The April 2026 Purolea warning letter reveals a critical tension: the failure reflected three stacked failures—a management decision to substitute AI for regulatory expertise, a Quality Unit without literacy to detect omissions, and an accountability structure that approved output anyway. This echoes broader organizational failures seen in other sectors when adoption outpaces literacy. However, both left and right miss important aspects of the underlying debate. The left focuses on political pressure for speed without acknowledging legitimate gains from expedited pathways for serious diseases; the right emphasizes lost expertise without addressing genuine risks of over-reliance on algorithmic outputs that can hallucinate or omit critical information. Researcher Aaron Kesselheim argues 'it doesn't make any sense for the FDA to voluntarily take power away from itself to make decisions about what kind of testing is necessary,' suggesting FDA already had flexibility in oversight—the question is how to use it responsibly.
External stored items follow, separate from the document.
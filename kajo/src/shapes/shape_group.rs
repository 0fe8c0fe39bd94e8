use std::{sync::Arc, time::Instant};

use super::Shape;
use crate::{
    bvh::{BoundingVolumeHierarchy, SplitMethod},
    interaction::SurfaceInteraction,
    kajo_debug,
    math::{Bounds3, Ray, Vec3},
};

/// Handle to a [ShapeGroup] registered in a scene's group arena.
///
/// Stable for the lifetime of the arena; resolving one can only fail at
/// instance construction time, never during queries.
#[derive(Copy, Clone, Debug, PartialEq, Eq)]
pub struct GroupHandle(pub(crate) usize);

/// An immutable bundle of primitives with its own acceleration structure.
///
/// Built once in whatever space its primitives were constructed in and only
/// reachable through [Instance]s, any number of which may reference one
/// group at the same time. The group knows nothing about them.
///
/// [Instance]: super::Instance
pub struct ShapeGroup {
    bvh: BoundingVolumeHierarchy,
    // Registration order; hit records name primitives by their index here
    shapes: Vec<Arc<dyn Shape>>,
}

impl ShapeGroup {
    /// Creates a new `ShapeGroup` over `shapes`.
    ///
    /// An empty group is valid and reports no intersections.
    pub fn new(shapes: Vec<Arc<dyn Shape>>) -> Self {
        let build_start = Instant::now();

        let bvh = BoundingVolumeHierarchy::new(shapes.clone(), 1, SplitMethod::Middle);

        kajo_debug!(
            "ShapeGroup: Built hierarchy over {} shapes in {:.2}ms",
            shapes.len(),
            build_start.elapsed().as_secs_f32() * 1e3
        );

        Self { bvh, shapes }
    }

    /// Returns the number of primitives in this group.
    pub fn shape_count(&self) -> usize {
        self.shapes.len()
    }

    /// Returns the primitive registered at `prim_index`.
    pub fn shape(&self, prim_index: u32) -> Option<&Arc<dyn Shape>> {
        self.shapes.get(prim_index as usize)
    }

    /// Returns the AABB of the group in its local space.
    pub fn local_bound(&self) -> Bounds3 {
        self.bvh.bounds()
    }

    /// Finds the nearest hit for the group-local `ray`.
    ///
    /// The interaction is in group-local coordinates with provenance stamped
    /// to the hit primitive and `prim_index` set to its index within the
    /// group.
    pub fn ray_intersect(&self, ray: Ray) -> Option<SurfaceInteraction> {
        self.bvh.intersect(ray)
    }

    /// Checks if the group-local `ray` hits anything.
    pub fn ray_test(&self, ray: Ray) -> bool {
        self.bvh.intersect_test(ray)
    }

    /// Computes (∂n/∂u, ∂n/∂v) for a group-local interaction by dispatching
    /// to the primitive `si.prim_index` names. Zero vectors for an index the
    /// group doesn't know.
    pub fn normal_derivative(&self, si: &SurfaceInteraction, shading_frame: bool) -> (Vec3, Vec3) {
        match self.shape(si.prim_index) {
            Some(shape) => shape.normal_derivative(si, shading_frame),
            None => (Vec3::zeros(), Vec3::zeros()),
        }
    }
}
The real issue is not whether to use AI, but how to ensure humans remain meaningfully accountable—a position both sides nominally support but implement very differently.

The FDA received extensive feedback on its draft guidance from industry, academia, patient groups, and software vendors, with final guidance expected in Q2 2026. Watch for whether final guidance clarifies accountability for novel AI types (generative AI, large language models) that evolved after the draft was written, and whether it provides sufficient flexibility for legitimate innovation while preventing the failures revealed in the Purolea case.

◈ Tone Comparison

Democratic coverage uses phrases like 'intensifying scrutiny,' 'putting politics over science,' and emphasizes concerns about 'legal challenges' and 'rushed reviews,' while conservative outlets like National Review characterize the FDA's accountability stance as regulatory 'excess' and complaint of 'talks a big game on deregulation, but it's not paired with real action,' reflecting fundamentally different views on whether the issue is too much or too little oversight.